Cognitive and Contextual Approaches

  • Cognitive Development Models:
    • Focus on how thinking evolves over time.
    • Development includes key milestones:
    • Language acquisition
    • Problem-solving skills
    • Cognitive frameworks become increasingly sophisticated as individuals age.
  • Contextual Theories:
    • Emphasize the impact of internal and external environments on development.
    • Urie Bronfenbrenner's Bioecological Model:
    • Illustrates layers of influence on a person's life:
      • Microsystem: Immediate environment (family, school).
      • Mesosystem: Interactions between microsystems (family influences on schooling).
      • Exosystem: Larger societal influences not directly experienced (community safety, school funding).
      • Macrosystem: Broader societal norms and culture.
      • Chronosystem: Changes over time impacting development (e.g., historical events).

Nature vs. Nurture

  • Hereditary vs.
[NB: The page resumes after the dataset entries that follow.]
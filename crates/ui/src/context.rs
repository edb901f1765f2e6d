use std::sync::Arc;
use std::time::Duration;

use services::PracticeLoopService;

/// How often the countdown is re-evaluated while a chunk is showing.
pub const DEFAULT_TICK_INTERVAL: Duration = Duration::from_millis(200);

pub trait UiApp: Send + Sync {
    fn practice_loop(&self) -> Arc<PracticeLoopService>;

    fn tick_interval(&self) -> Duration {
        DEFAULT_TICK_INTERVAL
    }
}

#[derive(Clone)]
pub struct AppContext {
    practice_loop: Arc<PracticeLoopService>,
    tick_interval: Duration,
}

impl AppContext {
    #[must_use]
    pub fn new(app: &Arc<dyn UiApp>) -> Self {
        Self {
            practice_loop: app.practice_loop(),
            tick_interval: app.tick_interval(),
        }
    }

    #[must_use]
    pub fn practice_loop(&self) -> Arc<PracticeLoopService> {
        Arc::clone(&self.practice_loop)
    }

    #[must_use]
    pub fn tick_interval(&self) -> Duration {
        self.tick_interval
    }
}

// This context is provided by the application composition root (e.g. `crates/app`).

/// Build an `AppContext` from a UI-facing app implementation.
#[must_use]
pub fn build_app_context(app: &Arc<dyn UiApp>) -> AppContext {
    AppContext::new(app)
}
use chrono::{DateTime, Duration, Utc};

/// Wall-clock stopwatch for the currently displayed chunk.
///
/// The timer is restarted whenever a chunk is first shown, completed, or
/// progress is reset.
#[derive(Debug, Clone, Copy, PartialEq, Eq)]
pub struct SessionTimer {
    started_at: DateTime<Utc>,
}

impl SessionTimer {
    #[must_use]
    pub fn start(now: DateTime<Utc>) -> Self {
        Self { started_at: now }
    }

    #[must_use]
    pub fn started_at(&self) -> DateTime<Utc> {
        self.started_at
    }

    /// Time since `start`. A clock that went backwards yields zero.
    #[must_use]
    pub fn elapsed(&self, now: DateTime<Utc>) -> Duration {
        (now - self.started_at).max(Duration::zero())
    }

    #[must_use]
    pub fn expired(&self, now: DateTime<Utc>, threshold: Duration) -> bool {
        self.elapsed(now) >= threshold
    }

    /// Whole seconds left before `threshold`, truncated toward zero.
    #[must_use]
    pub fn remaining_secs(&self, now: DateTime<Utc>, threshold: Duration) -> u64 {
        let remaining = threshold - self.elapsed(now);
        u64::try_from(remaining.num_seconds()).unwrap_or(0)
    }
}
impl<'ast> MainPass<'ast> {
    pub fn new() -> Self {
        Self::default()
    }

    /// Run the pass, producing the module with unflattened, unpatched bodies.
    #[cfg_attr(feature = "profiling", profiling::function)]
    pub fn run(mut self, module: &Module<'ast>) -> Result<ModuleIr<'ast>, CompilationError> {
        self.scopes.push(Scope::Module);
        for item in module.items() {
            match item {
                Item::Pragma(pragma) => self.visit_pragma(pragma, None)?,
                Item::Method(method) => {
                    let method = self.visit_method(*method)?;
                    self.methods.push(method);
                }
                Item::Object(object) => {
                    let object = self.visit_object(*object)?;
                    self.objects.push(object);
                }
            }
        }
        self.scopes.pop();

        let tables = self.interner.into_tables();
        let module = ModuleIr {
            method_count: count(self.methods.len(), "method count")?,
            object_count: count(self.objects.len(), "object count")?,
            string_count: count(tables.strings.len(), "string count")?,
            int64_count: count(tables.int64s.len(), "int64 count")?,
            float64_count: count(tables.float64s.len(), "float64 count")?,
            methods: self.methods,
            objects: self.objects,
            strings: tables.strings,
            int64s: tables.int64s,
            float64s: tables.float64s,
        };

        debug!(
            methods = module.method_count,
            objects = module.object_count,
            strings = module.string_count,
            int64s = module.int64_count,
            float64s = module.float64_count,
            "main pass complete"
        );
        Ok(module)
    }

    fn with_scope<T>(&mut self, scope: Scope, f: impl FnOnce(&mut Self) -> Result<T, CompilationError>) -> Result<T, CompilationError> {
        self.scopes.push(scope);
        let result = f(self);
        self.scopes.pop();
        result
    }

    // =========================================
    // Declarations
    // =========================================

    fn visit_method(&mut self, method: &'ast Method<'ast>) -> Result<MethodIr<'ast>, CompilationError> {
        self.with_scope(Scope::Method, |pass| {
            let mut state = MethodState::default();
            let body = pass.visit_body(method.body, &mut state)?;

            let signature = signature_string(method.params, method.return_type.as_ref());
            let name_index = pass.interner.intern_string(method.name.name, method.name.span)?;
            let signature_index = pass.interner.intern_string(&signature, method.span)?;

            let mut flags = MethodFlags::empty();
            flags.set(MethodFlags::VOID, method.return_type.is_none());
            flags.set(MethodFlags::NO_PARAMS, method.params.is_empty());
            flags.set(MethodFlags::NO_THROW, state.exceptions.is_empty());
            flags.set(MethodFlags::DEBUG_SYMBOL, state.pragmas.debug_enabled);

            u32::try_from(state.exceptions.len()).map_err(|_| CompilationError::TooLarge {
                what: "exception table",
                span: method.span,
            })?;

            trace!(
                method = method.name.name,
                bytes = state.offset,
                instructions = state.instruction_count,
                exceptions = state.exceptions.len(),
                "lowered method"
            );

            Ok(MethodIr {
                name: method.name.name,
                span: method.span,
                body,
                labels: state.labels,
                byte_count: state.offset,
                instruction_count: state.instruction_count,
                pragmas: state.pragmas,
                exceptions: state.exceptions,
                name_index,
                signature_index,
                flags,
            })
        })
    }

    fn visit_object(&mut self, object: &'ast Object<'ast>) -> Result<ObjectIr<'ast>, CompilationError> {
        self.with_scope(Scope::Object, |pass| {
            for pragma in object.pragmas {
                pass.visit_pragma(pragma, None)?;
            }

            let name_index = pass.interner.intern_string(object.name.name, object.name.span)?;
            let field_block = if object.fields.is_empty() {
                None
            } else {
                let fields = type_globs(object.fields);
                Some(pass.interner.intern_string(&fields, object.span)?)
            };

            Ok(ObjectIr {
                name: object.name.name,
                span: object.span,
                name_index,
                field_block,
            })
        })
    }

    /// Dispatch a pragma on the active scope.
    ///
    /// `method` is the state of the enclosing method, if any.
    fn visit_pragma(&mut self, pragma: &Pragma<'ast>, method: Option<&mut MethodState<'ast>>) -> Result<(), CompilationError> {
        let scope = self
            .scopes
            .last()
            .copied()
            .ok_or_else(|| CompilationError::internal("pragma visited outside any scope"))?;

        match (scope, method) {
            (Scope::Method, Some(state)) => {
                let spec = pragma::lookup(METHOD_PRAGMAS, pragma.key.name).ok_or_else(|| CompilationError::UnknownPragma {
                    name: pragma.key.name.to_string(),
                    span: pragma.key.span,
                })?;
                let value = spec.evaluate(pragma, &mut self.interner)?;
                spec.apply(value, &mut state.pragmas)
            }
            (Scope::Method, None) => Err(CompilationError::internal("method pragma without method state")),
            (Scope::Module | Scope::Object, _) => Err(CompilationError::UnsupportedPragmaScope {
                name: pragma.key.name.to_string(),
                scope: scope.name(),
                span: pragma.span,
            }),
        }
    }

    // =========================================
    // Method bodies
    // =========================================

    fn visit_body(&mut self, stmts: &'ast [Stmt<'ast>], state: &mut MethodState<'ast>) -> Result<Vec<Node<'ast>>, CompilationError> {
        let mut nodes = Vec::with_capacity(stmts.len());
        for stmt in stmts {
            match stmt {
                Stmt::Pragma(pragma) => self.visit_pragma(pragma, Some(&mut *state))?,
                Stmt::Label(label) => {
                    if state.labels.contains_key(label.name) {
                        return Err(CompilationError::DuplicateLabel {
                            name: label.name.to_string(),
                            span: label.span,
                        });
                    }
                    state.labels.insert(label.name, state.offset);
                }
                Stmt::Try(try_stmt) => nodes.push(self.visit_try(*try_stmt, state)?),
                Stmt::Instruction(instr) => nodes.push(self.visit_instruction(instr, state)?),
            }
        }
        Ok(nodes)
    }

    /// Lower a try block and its handlers into one group.
    ///
    /// Each handler adds an entry covering the try body's range and pointing
    /// at the handler's first instruction.
    fn visit_try(&mut self, try_stmt: &'ast TryStmt<'ast>, state: &mut MethodState<'ast>) -> Result<Node<'ast>, CompilationError> {
        let start = state.offset;
        let mut children = self.visit_body(try_stmt.body, state)?;
        let end = state.offset;

        state.ranges.push((start, end));
        for handler in try_stmt.handlers {
            children.extend(self.visit_except(handler, state)?);
        }
        state.ranges.pop();

        Ok(Node::Group(children))
    }

    fn visit_except(&mut self, handler: &'ast ExceptClause<'ast>, state: &mut MethodState<'ast>) -> Result<Vec<Node<'ast>>, CompilationError> {
        let type_index = self.interner.intern_string(handler.exception.name, handler.exception.span)?;
        let &(start, end) = state
            .ranges
            .last()
            .ok_or_else(|| CompilationError::internal("except handler outside a try range"))?;

        state.exceptions.push(ExceptionEntry {
            type_index,
            start,
            end,
            target: state.offset,
        });

        self.visit_body(handler.body, state)
    }

    fn visit_instruction(&mut self, instr: &InstructionStmt<'ast>, state: &mut MethodState<'ast>) -> Result<Node<'ast>, CompilationError> {
        let operand = encode_operand(instr, &mut self.interner)?;
        let offset = state.offset;
        let node = match operand {
            Operand::Immediate(imm) => Node::Instr(Instruction {
                op: instr.opcode,
                imm,
                offset,
                span: instr.span,
            }),
            Operand::Jump(label) => Node::UnresolvedJump {
                op: instr.opcode,
                label,
                offset,
                span: instr.span,
            },
        };

        let too_large = || CompilationError::TooLarge {
            what: "method byte count",
            span: instr.span,
        };
        let size = u32::try_from(instr.opcode.encoded_size()).map_err(|_| too_large())?;
        state.offset = offset.checked_add(size).ok_or_else(too_large)?;
        state.instruction_count = state.instruction_count.checked_add(1).ok_or_else(too_large)?;

        Ok(node)
    }
}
Environmental Influences:
    • Major debate in psychology regarding the extent to which our genetic makeup (nature) versus our experiences (nurture) shape us.
    • Charles Darwin's Perspective:
    • Suggested behaviors essential for survival are more likely passed to future generations.
  • Behavioral Genetics:
    • Examines hereditary influences on behavior (Eirich et al, 2023; Rimfeld et al, 2019).
    • Key Investigative Methods:
    • Family Studies: Compare traits among relatives.
    • Twin Studies: Compare identical and fraternal twins to determine genetic versus environmental influences.
    • Adoption Studies: Offer insight into environmental factors when comparing adopted and biological relatives.
  • Genotype vs. Phenotype:
    • Genotype: Genetic makeup that encompasses potential characteristics.
    • Phenotype: The observable traits resulting from the interplay of genotype and environment.
    • The relationship between genotype and phenotype illustrates human diversity, constrained by genetic boundaries.
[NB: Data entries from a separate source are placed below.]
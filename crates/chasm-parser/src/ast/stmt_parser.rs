//! Statement parsing for method bodies.
//!
//! ```text
//! statement   := '$' pragma | '@' IDENT ':' | 'try' try | OPCODE argument? ';'
//! try         := '{' statement* '}' except+
//! except      := 'except' IDENT '{' statement* '}'
//! ```

use bumpalo::collections::Vec as BVec;
use chasm_core::{OpCode, ParseError, ParseErrorKind, Span};

use super::parser::{Parser, describe};
use crate::ast::nodes::*;
use crate::lexer::TokenKind;

impl<'ast> Parser<'ast> {
    /// Parse one statement of a method body.
    pub fn parse_statement(&mut self) -> Result<Stmt<'ast>, ParseError> {
        let token = *self.peek();

        match token.kind {
            TokenKind::Dollar => {
                self.advance();
                Ok(Stmt::Pragma(self.parse_pragma(token.span)?))
            }
            TokenKind::At => self.parse_label(),
            TokenKind::Try => self.parse_try(),
            TokenKind::Identifier => self.parse_instruction(),
            TokenKind::Eof => Err(ParseError::unexpected_eof(token.span)),
            _ => Err(ParseError::new(
                ParseErrorKind::ExpectedStatement,
                token.span,
                format!("expected pragma, label, try, or instruction, found {}", describe(&token)),
            )),
        }
    }

    /// `'@' IDENT ':'`
    fn parse_label(&mut self) -> Result<Stmt<'ast>, ParseError> {
        let at = self.expect(TokenKind::At)?;
        let name = self.expect_ident()?;
        let colon = self.expect(TokenKind::Colon)?;
        Ok(Stmt::Label(Ident::new(name.name, at.span.merge(colon.span))))
    }

    /// `'{' statement* '}'`, returning the statements and the closing brace span.
    fn parse_block(&mut self) -> Result<(&'ast [Stmt<'ast>], Span), ParseError> {
        self.expect(TokenKind::LeftBrace)?;
        let mut body = BVec::new_in(self.arena);
        loop {
            if let Some(end) = self.eat_closing_brace()? {
                return Ok((body.into_bump_slice(), end.span));
            }
            body.push(self.parse_statement()?);
        }
    }

    fn parse_try(&mut self) -> Result<Stmt<'ast>, ParseError> {
        let start = self.expect(TokenKind::Try)?.span;
        let (body, _) = self.parse_block()?;

        let mut handlers = BVec::new_in(self.arena);
        while let Some(except) = self.eat(TokenKind::Except) {
            let exception = self.expect_ident()?;
            let (handler_body, end) = self.parse_block()?;
            handlers.push(ExceptClause {
                exception,
                body: handler_body,
                span: except.span.merge(end),
            });
        }

        let end = match handlers.last() {
            Some(last) => last.span,
            None => {
                let token = *self.peek();
                return Err(ParseError::new(
                    ParseErrorKind::MissingHandler,
                    token.span,
                    format!("try block needs at least one except handler, found {}", describe(&token)),
                ));
            }
        };

        let stmt = self.arena.alloc(TryStmt {
            body,
            handlers: handlers.into_bump_slice(),
            span: start.merge(end),
        });
        Ok(Stmt::Try(stmt))
    }

    /// `OPCODE argument? ';'`
    fn parse_instruction(&mut self) -> Result<Stmt<'ast>, ParseError> {
        let mnemonic = self.expect_ident()?;
        let Some(opcode) = OpCode::from_mnemonic(mnemonic.name) else {
            return Err(ParseError::new(
                ParseErrorKind::UnknownOpcode,
                mnemonic.span,
                format!("'{}' is not an instruction", mnemonic.name),
            ));
        };

        let arg = if self.check(TokenKind::Semicolon) {
            None
        } else {
            Some(self.parse_literal()?)
        };
        let end = self.expect(TokenKind::Semicolon)?;

        Ok(Stmt::Instruction(InstructionStmt {
            opcode,
            mnemonic,
            arg,
            span: mnemonic.span.merge(end.span),
        }))
    }
}

#[cfg(test)]
mod tests {
    use bumpalo::Bump;

    use super::*;

    fn body<'ast>(source: &str, arena: &'ast Bump) -> &'ast [Stmt<'ast>] {
        let wrapped = format!("method m<>void {{\n{source}\n}}");
        let module = Parser::parse(&wrapped, arena).unwrap();
        module.methods().next().unwrap().body
    }

    fn body_err(source: &str) -> ParseError {
        let arena = Bump::new();
        let wrapped = format!("method m<>void {{\n{source}\n}}");
        Parser::parse(&wrapped, &arena).unwrap_err()
    }

    #[test]
    fn instructions_with_and_without_arguments() {
        let arena = Bump::new();
        let stmts = body("psh_b 5; add_q; ldsc \"hi\";", &arena);
        assert_eq!(stmts.len(), 3);
        let Stmt::Instruction(psh) = stmts[0] else {
            panic!("expected instruction");
        };
        assert_eq!(psh.opcode, OpCode::PshB);
        assert_eq!(psh.arg.map(|a| a.kind), Some(LiteralKind::Int(5)));
        assert_eq!(psh.span, Span::new(2, 1, 8));
        let Stmt::Instruction(add) = stmts[1] else {
            panic!("expected instruction");
        };
        assert_eq!(add.opcode, OpCode::AddQ);
        assert!(add.arg.is_none());
        let Stmt::Instruction(ldsc) = stmts[2] else {
            panic!("expected instruction");
        };
        assert_eq!(ldsc.arg.map(|a| a.kind), Some(LiteralKind::String("hi")));
    }

    #[test]
    fn labels_and_pragmas() {
        let arena = Bump::new();
        let stmts = body("$limstack = 2;\n@loop:\njmp loop;", &arena);
        assert!(matches!(stmts[0], Stmt::Pragma(p) if p.key.name == "limstack"));
        assert!(matches!(stmts[1], Stmt::Label(l) if l.name == "loop"));
        assert!(matches!(
            stmts[2],
            Stmt::Instruction(i) if i.opcode == OpCode::Jmp
                && i.arg.map(|a| a.kind) == Some(LiteralKind::Ident("loop"))
        ));
    }

    #[test]
    fn try_with_handlers() {
        let arena = Bump::new();
        let stmts = body(
            "try { call \"risky\"; } except io_error { pop; } except any { pop; pop; }",
            &arena,
        );
        let Stmt::Try(try_stmt) = stmts[0] else {
            panic!("expected try");
        };
        assert_eq!(try_stmt.body.len(), 1);
        assert_eq!(try_stmt.handlers.len(), 2);
        assert_eq!(try_stmt.handlers[0].exception.name, "io_error");
        assert_eq!(try_stmt.handlers[1].body.len(), 2);
    }

    #[test]
    fn nested_try() {
        let arena = Bump::new();
        let stmts = body("try { try { nop; } except a { } } except b { }", &arena);
        let Stmt::Try(outer) = stmts[0] else {
            panic!("expected try");
        };
        assert!(matches!(outer.body[0], Stmt::Try(inner) if inner.handlers[0].exception.name == "a"));
    }

    #[test]
    fn try_without_handler() {
        let err = body_err("try { nop; } ret;");
        assert_eq!(err.kind, ParseErrorKind::MissingHandler);
    }

    #[test]
    fn unknown_opcode() {
        let err = body_err("push 5;");
        assert_eq!(err.kind, ParseErrorKind::UnknownOpcode);
        assert_eq!(err.span, Span::new(2, 1, 4));
    }

    #[test]
    fn missing_semicolon() {
        let err = body_err("psh_b 5 ret;");
        assert_eq!(err.kind, ParseErrorKind::ExpectedToken);
    }

    #[test]
    fn statement_cannot_start_with_literal() {
        let err = body_err("5;");
        assert_eq!(err.kind, ParseErrorKind::ExpectedStatement);
    }
}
Developmental Research Methods

  • Research Designs in Developmental Psychology:
    • Two primary approaches:
    1. Cross-Sectional Design:
      • Observes different age groups at one point in time to gather insights about developmental differences across ages.
      • Potential confounding factors include varying social contexts influencing behavior over time.
    2. Longitudinal Design:
      • Studies the same participants over an extended period to observe changes in development.
      • Provides deeper insights into actual developmental trajectories, though time-consuming and susceptible to participant drop-out.
  • Pros and Cons of Research Methods:
    • Both cross-sectional and longitudinal designs have strengths and weaknesses that contribute to our understanding of human developmental stages.